Comic Strip of the Day Comic Strips Editorial cartooning

CSotD: Those Lazy Hazy Crazy Days of Summer

The level of exaggeration in German’s cartoon depends on where you live. In some parts of the Northeast US, the skies really have reached a level of orange haze through which a blood-red sun could barely peek.

In others, the smoke from Canadian wildfires is less visible, but that doesn’t make it less evident in the form of what we are told is the equivalent of smoking half a pack of cigarettes. Those who didn’t toss out their N-95 masks when the covid pandemic ended are pulling them out again if they have to spend any time outdoors.

However, there may be some exaggeration in German’s suggestion that it is now impossible to deny climate change. You might think that the increase in wildfires, the tremendous heat waves and the appearance of tornados in places where they are rarely seen would finally convince the people who like to think of themselves as “skeptics,” but that’s not the right term.

Skeptics merely demand proof, and here’s the proof.

There will, however, always be people willing even to line up against 97% of scientists who study climate and are convinced that human activity is causing climate change, just as there are people who think it a sign of their unique wisdom to dispute the Moon Landing or even the shape of the oblate spheroid upon which we live.

It’s not really so much a case of Jonathan Swift’s remark that “Reasoning will never make a Man correct an ill Opinion, which by Reasoning he never acquired,” though that is certainly true.

But climate change denial seems more apt to be disputed by the sort of person Upton Sinclair was describing when he said “It is difficult to get a man to understand something, when his salary depends upon his not understanding it!”

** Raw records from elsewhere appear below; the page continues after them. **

//! Application configuration module
//!
//! Handles environment variables and application-wide constants.

mod constants;
mod settings;

pub use constants::*;
pub use settings::{parse_expires_in, Config};
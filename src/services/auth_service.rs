//! Authentication service - Registration and login.
//!
//! Passwords are hashed and verified on the blocking thread pool. Login
//! failures are indistinguishable to the caller: an unknown email and a wrong
//! password yield the same error after a comparable amount of work.

use async_trait::async_trait;
use chrono::{TimeDelta, Utc};
use jsonwebtoken::{encode, EncodingKey, Header};
use serde::{Deserialize, Serialize};
use std::sync::Arc;
use tokio::sync::OnceCell;
use utoipa::ToSchema;

use crate::config::{Config, MSG_USER_EXISTS};
use crate::domain::{NewUser, Password, PasswordScheme, User, UserRole};
use crate::errors::{AppError, AppResult};
use crate::infra::UserRepository;

/// Hash checked when the email is unknown, so that path costs a real verify.
static DUMMY_PASSWORD: OnceCell<Password> = OnceCell::const_new();

/// JWT claims payload
#[derive(Debug, Clone, PartialEq, Serialize, Deserialize)]
pub struct Claims {
    pub email: String,
    pub name: String,
    pub role: String,
    pub iat: i64,
    pub exp: i64,
}

/// Token issued after a successful login
#[derive(Debug, Clone, Serialize, ToSchema)]
pub struct TokenResponse {
    /// Signed JWT
    #[schema(example = "eyJhbGciOiJIUzI1NiIsInR5cCI6IkpXVCJ9...")]
    pub token: String,
    /// Token lifetime in seconds
    #[schema(example = 86400)]
    pub expires_in: i64,
}

/// Authentication service trait for dependency injection.
#[async_trait]
pub trait AuthService: Send + Sync {
    /// Register a new account with role `user`
    async fn register(&self, name: String, email: String, password: String) -> AppResult<User>;

    /// Check credentials and issue a token
    async fn login(&self, email: String, password: String) -> AppResult<TokenResponse>;
}

fn issue_token(user: &User, config: &Config) -> AppResult<TokenResponse> {
    let now = Utc::now();
    let expires_at = TimeDelta::try_seconds(config.token_ttl_seconds)
        .and_then(|ttl| now.checked_add_signed(ttl))
        .ok_or_else(|| AppError::internal("Token expiry out of range"))?;

    let claims = Claims {
        email: user.email.clone(),
        name: user.name.clone(),
        role: user.role.to_string(),
        iat: now.timestamp(),
        exp: expires_at.timestamp(),
    };

    let token = encode(
        &Header::default(),
        &claims,
        &EncodingKey::from_secret(config.jwt_secret_bytes()),
    )?;

    Ok(TokenResponse {
        token,
        expires_in: config.token_ttl_seconds,
    })
}

async fn hash_password(password: String, scheme: PasswordScheme) -> AppResult<Password> {
    tokio::task::spawn_blocking(move || Password::new(&password, scheme))
        .await
        .map_err(|e| AppError::internal(format!("Hashing task failed: {}", e)))?
}

async fn verify_password(stored: Password, password: String) -> AppResult<bool> {
    tokio::task::spawn_blocking(move || stored.verify(&password))
        .await
        .map_err(|e| AppError::internal(format!("Verification task failed: {}", e)))
}

async fn dummy_password(scheme: PasswordScheme) -> AppResult<Password> {
    DUMMY_PASSWORD
        .get_or_try_init(|| hash_password("not-a-real-password".to_string(), scheme))
        .await
        .cloned()
}

/// Concrete implementation of AuthService over the credential store.
pub struct Authenticator {
    users: Arc<dyn UserRepository>,
    config: Config,
}

impl Authenticator {
    pub fn new(users: Arc<dyn UserRepository>, config: Config) -> Self {
        Self { users, config }
    }
}

#[async_trait]
impl AuthService for Authenticator {
    async fn register(&self, name: String, email: String, password: String) -> AppResult<User> {
        // Field presence and email format are checked by the handler's ValidatedJson
        if self.users.find_by_email(&email).await?.is_some() {
            return Err(AppError::already_exists(MSG_USER_EXISTS));
        }

        let password_hash = hash_password(password, self.config.password_scheme)
            .await?
            .into_string();

        let new_user = NewUser {
            email,
            name,
            password_hash,
            role: UserRole::User,
        };

        // The unique index decides races that slipped past the lookup above
        let user = match self.users.insert(new_user).await {
            Err(AppError::DuplicateKey) => return Err(AppError::already_exists(MSG_USER_EXISTS)),
            other => other?,
        };

        tracing::info!(user_id = %user.id, "User registered");
        Ok(user)
    }

    async fn login(&self, email: String, password: String) -> AppResult<TokenResponse> {
        let Some(user) = self.users.find_by_email(&email).await? else {
            let dummy = dummy_password(self.config.password_scheme).await?;
            verify_password(dummy, password).await?;
            return Err(AppError::InvalidCredentials);
        };

        let stored = Password::from_hash(user.password_hash.clone());
        if !verify_password(stored, password).await? {
            return Err(AppError::InvalidCredentials);
        }

        tracing::debug!(user_id = %user.id, "Token issued");
        issue_token(&user, &self.config)
    }
}

#[cfg(test)]
mod tests {
    use super::*;
    use crate::infra::MockUserRepository;
    use jsonwebtoken::{decode, DecodingKey, Validation};
    use uuid::Uuid;

    const SECRET: &str = "unit-test-secret-at-least-32-chars-long";

    fn test_config() -> Config {
        let mut config = Config::with_jwt_secret(SECRET).unwrap();
        config.password_scheme = PasswordScheme::Bcrypt { cost: 4 };
        config
    }

    fn stored_user(password: &str) -> User {
        User {
            id: Uuid::new_v4(),
            email: "a@x.com".to_string(),
            password_hash: Password::new(password, PasswordScheme::Bcrypt { cost: 4 })
                .unwrap()
                .into_string(),
            name: "Ana".to_string(),
            role: UserRole::User,
            created_at: Utc::now(),
        }
    }

    #[tokio::test]
    async fn test_register_hashes_password() {
        let mut repo = MockUserRepository::new();
        repo.expect_find_by_email()
            .withf(|email| email == "a@x.com")
            .returning(|_| Ok(None));
        repo.expect_insert()
            .withf(|u| {
                u.password_hash != "p@ss1"
                    && u.password_hash.starts_with("$2")
                    && u.role == UserRole::User
            })
            .returning(|u| {
                Ok(User {
                    id: Uuid::new_v4(),
                    email: u.email,
                    password_hash: u.password_hash,
                    name: u.name,
                    role: u.role,
                    created_at: Utc::now(),
                })
            });

        let auth = Authenticator::new(Arc::new(repo), test_config());
        let user = auth
            .register("Ana".into(), "a@x.com".into(), "p@ss1".into())
            .await
            .unwrap();

        assert_eq!(user.email, "a@x.com");
        assert!(Password::from_hash(user.password_hash).verify("p@ss1"));
    }

    #[tokio::test]
    async fn test_register_existing_email() {
        let mut repo = MockUserRepository::new();
        repo.expect_find_by_email()
            .returning(|_| Ok(Some(stored_user("p@ss1"))));
        repo.expect_insert().never();

        let auth = Authenticator::new(Arc::new(repo), test_config());
        let result = auth
            .register("Ana".into(), "a@x.com".into(), "p@ss1".into())
            .await;

        match result {
            Err(AppError::AlreadyExists(msg)) => assert_eq!(msg, "User already exists"),
            other => panic!("expected AlreadyExists, got {:?}", other),
        }
    }

    #[tokio::test]
    async fn test_register_race_maps_to_already_exists() {
        let mut repo = MockUserRepository::new();
        repo.expect_find_by_email().returning(|_| Ok(None));
        repo.expect_insert().returning(|_| Err(AppError::DuplicateKey));

        let auth = Authenticator::new(Arc::new(repo), test_config());
        let result = auth
            .register("Ana".into(), "a@x.com".into(), "p@ss1".into())
            .await;

        assert!(matches!(result, Err(AppError::AlreadyExists(_))));
    }

    #[tokio::test]
    async fn test_register_store_failure_propagates() {
        let mut repo = MockUserRepository::new();
        repo.expect_find_by_email()
            .returning(|_| Err(AppError::StoreUnavailable("timed out".into())));

        let auth = Authenticator::new(Arc::new(repo), test_config());
        let result = auth
            .register("Ana".into(), "a@x.com".into(), "p@ss1".into())
            .await;

        assert!(matches!(result, Err(AppError::StoreUnavailable(_))));
    }

    #[tokio::test]
    async fn test_login_issues_token_with_claims() {
        let user = stored_user("p@ss1");
        let mut repo = MockUserRepository::new();
        repo.expect_find_by_email()
            .returning(move |_| Ok(Some(user.clone())));

        let config = test_config();
        let auth = Authenticator::new(Arc::new(repo), config.clone());
        let issued = auth.login("a@x.com".into(), "p@ss1".into()).await.unwrap();

        let claims = decode::<Claims>(
            &issued.token,
            &DecodingKey::from_secret(SECRET.as_bytes()),
            &Validation::default(),
        )
        .unwrap()
        .claims;

        assert_eq!(claims.email, "a@x.com");
        assert_eq!(claims.name, "Ana");
        assert_eq!(claims.role, "user");
        assert_eq!(claims.exp - claims.iat, config.token_ttl_seconds);
        assert_eq!(issued.expires_in, config.token_ttl_seconds);
    }

    #[tokio::test]
    async fn test_login_wrong_password() {
        let user = stored_user("p@ss1");
        let mut repo = MockUserRepository::new();
        repo.expect_find_by_email()
            .returning(move |_| Ok(Some(user.clone())));

        let auth = Authenticator::new(Arc::new(repo), test_config());
        let result = auth.login("a@x.com".into(), "wrong".into()).await;

        assert!(matches!(result, Err(AppError::InvalidCredentials)));
    }

    #[tokio::test]
    async fn test_login_unknown_email() {
        let mut repo = MockUserRepository::new();
        repo.expect_find_by_email().returning(|_| Ok(None));

        let auth = Authenticator::new(Arc::new(repo), test_config());
        let result = auth.login("nobody@x.com".into(), "p@ss1".into()).await;

        assert!(matches!(result, Err(AppError::InvalidCredentials)));
    }

    #[tokio::test]
    async fn test_login_expiry_out_of_range_is_an_error() {
        let user = stored_user("p@ss1");
        let mut repo = MockUserRepository::new();
        repo.expect_find_by_email()
            .returning(move |_| Ok(Some(user.clone())));

        let mut config = test_config();
        config.token_ttl_seconds = 9_000_000_000_000_000;
        let auth = Authenticator::new(Arc::new(repo), config);
        let result = auth.login("a@x.com".into(), "p@ss1".into()).await;

        assert!(matches!(result, Err(AppError::Internal(_))));
    }
}
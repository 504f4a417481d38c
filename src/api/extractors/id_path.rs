//! Path extractor for document ids.

use axum::{
    async_trait,
    extract::{FromRequestParts, Path},
    http::request::Parts,
};
use uuid::Uuid;

use crate::errors::AppError;

/// A `{id}` path segment parsed as a UUID.
///
/// Malformed ids become a 400 in the standard error body, before any
/// store access.
pub struct IdPath(pub Uuid);

#[async_trait]
impl<S> FromRequestParts<S> for IdPath
where
    S: Send + Sync,
{
    type Rejection = AppError;

    async fn from_request_parts(parts: &mut Parts, state: &S) -> Result<Self, Self::Rejection> {
        let Path(id) = Path::<Uuid>::from_request_parts(parts, state)
            .await
            .map_err(|_| AppError::validation("Invalid id"))?;

        Ok(IdPath(id))
    }
}
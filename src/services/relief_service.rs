//! Relief service - Catalog, donations and supply posts.

use async_trait::async_trait;
use std::sync::Arc;
use uuid::Uuid;

use crate::config::{MSG_RELIEF_GOOD_NOT_FOUND, MSG_SUPPLY_NOT_FOUND};
use crate::domain::{Donation, NewDonation, NewSupply, ReliefGood, Supply};
use crate::errors::{AppError, AppResult, OptionExt};
use crate::infra::DataStore;

/// Relief service trait for dependency injection.
#[async_trait]
pub trait ReliefService: Send + Sync {
    async fn list_relief_goods(&self) -> AppResult<Vec<ReliefGood>>;

    /// Fails with `NotFound` when no catalog entry has this id
    async fn get_relief_good(&self, id: Uuid) -> AppResult<ReliefGood>;

    async fn create_donation(&self, draft: NewDonation) -> AppResult<Donation>;

    async fn list_donations(&self) -> AppResult<Vec<Donation>>;

    async fn create_supply(&self, draft: NewSupply) -> AppResult<Supply>;

    async fn list_supplies(&self) -> AppResult<Vec<Supply>>;

    /// Replace every field of a supply post, creating it under `id` if absent
    async fn update_supply(&self, id: Uuid, draft: NewSupply) -> AppResult<Supply>;

    async fn delete_supply(&self, id: Uuid) -> AppResult<()>;
}

/// Concrete implementation of ReliefService over the data store.
pub struct ReliefDesk {
    store: Arc<dyn DataStore>,
}

impl ReliefDesk {
    pub fn new(store: Arc<dyn DataStore>) -> Self {
        Self { store }
    }
}

#[async_trait]
impl ReliefService for ReliefDesk {
    async fn list_relief_goods(&self) -> AppResult<Vec<ReliefGood>> {
        self.store.relief_goods().list().await
    }

    async fn get_relief_good(&self, id: Uuid) -> AppResult<ReliefGood> {
        self.store
            .relief_goods()
            .get_by_id(id)
            .await?
            .ok_or_not_found(MSG_RELIEF_GOOD_NOT_FOUND)
    }

    async fn create_donation(&self, draft: NewDonation) -> AppResult<Donation> {
        let donation = self.store.donations().insert(draft).await?;
        tracing::info!(
            donation_id = %donation.id,
            amount = donation.details.amount,
            "Donation recorded"
        );
        Ok(donation)
    }

    async fn list_donations(&self) -> AppResult<Vec<Donation>> {
        self.store.donations().list().await
    }

    async fn create_supply(&self, draft: NewSupply) -> AppResult<Supply> {
        let supply = self.store.supplies().insert(draft).await?;
        tracing::info!(supply_id = %supply.id, "Supply post created");
        Ok(supply)
    }

    async fn list_supplies(&self) -> AppResult<Vec<Supply>> {
        self.store.supplies().list().await
    }

    async fn update_supply(&self, id: Uuid, draft: NewSupply) -> AppResult<Supply> {
        self.store.supplies().upsert(id, draft).await
    }

    async fn delete_supply(&self, id: Uuid) -> AppResult<()> {
        if !self.store.supplies().delete(id).await? {
            return Err(AppError::not_found(MSG_SUPPLY_NOT_FOUND));
        }
        tracing::info!(supply_id = %id, "Supply post deleted");
        Ok(())
    }
}

#[cfg(test)]
mod tests {
    use super::*;
    use crate::domain::NewReliefGood;
    use crate::infra::{Collection, MemoryStore};

    fn supply(title: &str) -> NewSupply {
        NewSupply {
            image_url: Some("https://img.example/rice.png".to_string()),
            category: "Food".to_string(),
            title: title.to_string(),
            amount: 20.0,
            description: "Bags of rice".to_string(),
        }
    }

    fn desk() -> (Arc<MemoryStore>, ReliefDesk) {
        let store = Arc::new(MemoryStore::new());
        (store.clone(), ReliefDesk::new(store))
    }

    #[tokio::test]
    async fn test_get_relief_good() {
        let (store, desk) = desk();
        let good = store
            .relief_goods
            .insert(NewReliefGood {
                title: "Blankets".to_string(),
                category: "Shelter".to_string(),
                image_url: None,
                amount: 100.0,
                description: "Wool blankets".to_string(),
            })
            .await
            .unwrap();

        let found = desk.get_relief_good(good.id).await.unwrap();
        assert_eq!(found.details.title, "Blankets");

        let missing = desk.get_relief_good(Uuid::new_v4()).await;
        match missing {
            Err(AppError::NotFound(msg)) => assert_eq!(msg, MSG_RELIEF_GOOD_NOT_FOUND),
            other => panic!("expected NotFound, got {:?}", other.map(|g| g.id)),
        }
    }

    #[tokio::test]
    async fn test_update_supply_upserts() {
        let (_, desk) = desk();
        let id = Uuid::new_v4();

        let inserted = desk.update_supply(id, supply("Rice")).await.unwrap();
        assert_eq!(inserted.id, id);

        let replaced = desk.update_supply(id, supply("Lentils")).await.unwrap();
        assert_eq!(replaced.details.title, "Lentils");
        assert_eq!(replaced.created_at, inserted.created_at);

        let all = desk.list_supplies().await.unwrap();
        assert_eq!(all.len(), 1);
    }

    #[tokio::test]
    async fn test_delete_supply() {
        let (_, desk) = desk();
        let created = desk.create_supply(supply("Rice")).await.unwrap();

        desk.delete_supply(created.id).await.unwrap();
        assert!(desk.list_supplies().await.unwrap().is_empty());

        let again = desk.delete_supply(created.id).await;
        assert!(matches!(again, Err(AppError::NotFound(msg)) if msg == MSG_SUPPLY_NOT_FOUND));
    }

    #[tokio::test]
    async fn test_donations_listed_in_order() {
        let (_, desk) = desk();
        for name in ["Ana", "Ben"] {
            desk.create_donation(NewDonation {
                name: name.to_string(),
                email: format!("{}@x.com", name.to_lowercase()),
                amount: 50.0,
            })
            .await
            .unwrap();
        }

        let names: Vec<_> = desk
            .list_donations()
            .await
            .unwrap()
            .into_iter()
            .map(|d| d.details.name)
            .collect();
        assert_eq!(names, ["Ana", "Ben"]);
    }
}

Some of us are old enough to remember how the Tobacco Institute labored to produce research allegedly proving that smoking did not cause cancer, and far more of us are old enough to remember when a candidate for the presidency of the United States promised the petroleum industry that, if they donated a billion dollars to his campaign, he would advance their interests once in office.

They did and, as Wuerker’s cartoon says, he does, not simply singing the praises of fossil fuels but actively cancelling development of alternative energy and reversing environmental policies that conflict with interests of his benefactors.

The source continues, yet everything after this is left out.